De nombreux res­pon­sables confient la création de leur analyse fi­nan­cière à leur con­seil­ler fiscal, qui se charge alors de créer un rapport mensuel. Que vous déléguiez cette tâche ou que vous la fassiez vous-même, une pé­rio­di­cité mensuelle est re­com­man­dée dans tous les cas. De cette façon, vous pouvez examiner les dépenses courantes et avoir une vue d’ensemble de l’ef­fi­ca­cité éco­no­mique de votre propre en­tre­prise pour prendre de bonnes décisions. De plus, de nombreux instituts de crédits exigent souvent une éva­lua­tion de l’en­tre­prise afin de pouvoir mieux estimer sa situation éco­no­mique. De manière similaire, les in­ves­tis­seurs sou­hai­tent aussi souvent jeter un œil sur les analyses fi­nan­cières.

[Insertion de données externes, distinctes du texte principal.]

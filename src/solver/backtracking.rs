use std::collections::HashMap;
use std::hash::{BuildHasher, Hash};

use crate::data::Dir;
use crate::moves::{Move, Moves};
use crate::state::State;

// Terminology:
// move = changing player position by one cell
// push = a move that changes a box position
// step = a move that doesn't change a box position

/// Follows `prevs` back to the start. The start maps to itself.
pub(crate) fn backtrack_prevs<T: Clone + Eq + Hash, H: BuildHasher>(
    prevs: &HashMap<T, T, H>,
    final_state: T,
) -> Vec<T> {
    let mut states = Vec::new();
    let mut cur = &final_state;
    loop {
        states.push(cur.clone());
        let prev = &prevs[cur];
        if prev == cur {
            states.reverse();
            return states;
        }
        cur = prev;
    }
}

/// Actions leading from the initial state (the one without a predecessor) to `final_state`.
pub(crate) fn backtrack_actions<S: Eq + Hash, A: Copy, H: BuildHasher>(
    prevs: &HashMap<&S, Option<(&S, A)>, H>,
    final_state: &S,
) -> Vec<A> {
    let mut actions = Vec::new();
    let mut cur = final_state;
    while let Some((prev, action)) = prevs[cur] {
        actions.push(action);
        cur = prev;
    }
    actions.reverse();
    actions
}

/// Marks which directions push a box and how heavy it is.
pub(crate) fn reconstruct_moves(initial_state: &State, dirs: &[Dir]) -> Moves {
    let mut moves = Moves::default();
    let mut state = initial_state.clone();
    for &dir in dirs {
        let mov = match state.box_at(state.player_pos + dir) {
            Some(index) => Move::push(dir, state.boxes[index].weight),
            None => Move::step(dir),
        };
        moves.add(mov);
        state = state.moved(dir);
    }
    moves
}

#[cfg(test)]
mod tests {
    use super::*;

    use fnv::FnvHashMap;

    use crate::data::Pos;
    use crate::level::Level;

    #[test]
    fn backtracking_positions() {
        let mut prevs = FnvHashMap::default();
        prevs.insert(Pos::new(1, 1), Pos::new(1, 1));
        prevs.insert(Pos::new(1, 2), Pos::new(1, 1));
        prevs.insert(Pos::new(2, 2), Pos::new(1, 2));
        prevs.insert(Pos::new(5, 5), Pos::new(1, 1));
        assert_eq!(
            backtrack_prevs(&prevs, Pos::new(2, 2)),
            vec![Pos::new(1, 1), Pos::new(1, 2), Pos::new(2, 2)]
        );
    }

    #[test]
    fn backtracking_actions() {
        let (a, b, c) = (1, 2, 3);
        let mut prevs = FnvHashMap::default();
        prevs.insert(&a, None);
        prevs.insert(&b, Some((&a, Dir::Left)));
        prevs.insert(&c, Some((&b, Dir::Up)));
        assert_eq!(backtrack_actions(&prevs, &c), vec![Dir::Left, Dir::Up]);
        assert!(backtrack_actions(&prevs, &a).is_empty());
    }

    #[test]
    fn marking_pushes() {
        let level: Level = r"
4
#######
#@ $ .#
#######
"
        .parse()
        .unwrap();
        let moves = reconstruct_moves(
            &level.state,
            &[Dir::Right, Dir::Right, Dir::Right, Dir::Left, Dir::Right],
        );
        assert_eq!(moves.to_string(), "rRRlr");
        assert_eq!(moves.push_cnt(), 2);
        assert_eq!(moves.cost(), 3 + 5 + 5);
    }
}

L’analyse fi­nan­cière a pour base le compte de résultat. Elle comprend donc l’ensemble des revenus des ventes ou d’autres sources et les charges. Ainsi, les décideurs de l’en­tre­prise et les parties prenantes externes ont un aperçu détaillé de votre per­for­mance. Pour pouvoir observer les évo­lu­tions de la société, il est judicieux d’inclure les chiffres de l’année pré­cé­dente. Des com­pa­rai­sons per­met­tent alors de tirer très fa­ci­le­ment quelques con­clu­sions im­por­tantes.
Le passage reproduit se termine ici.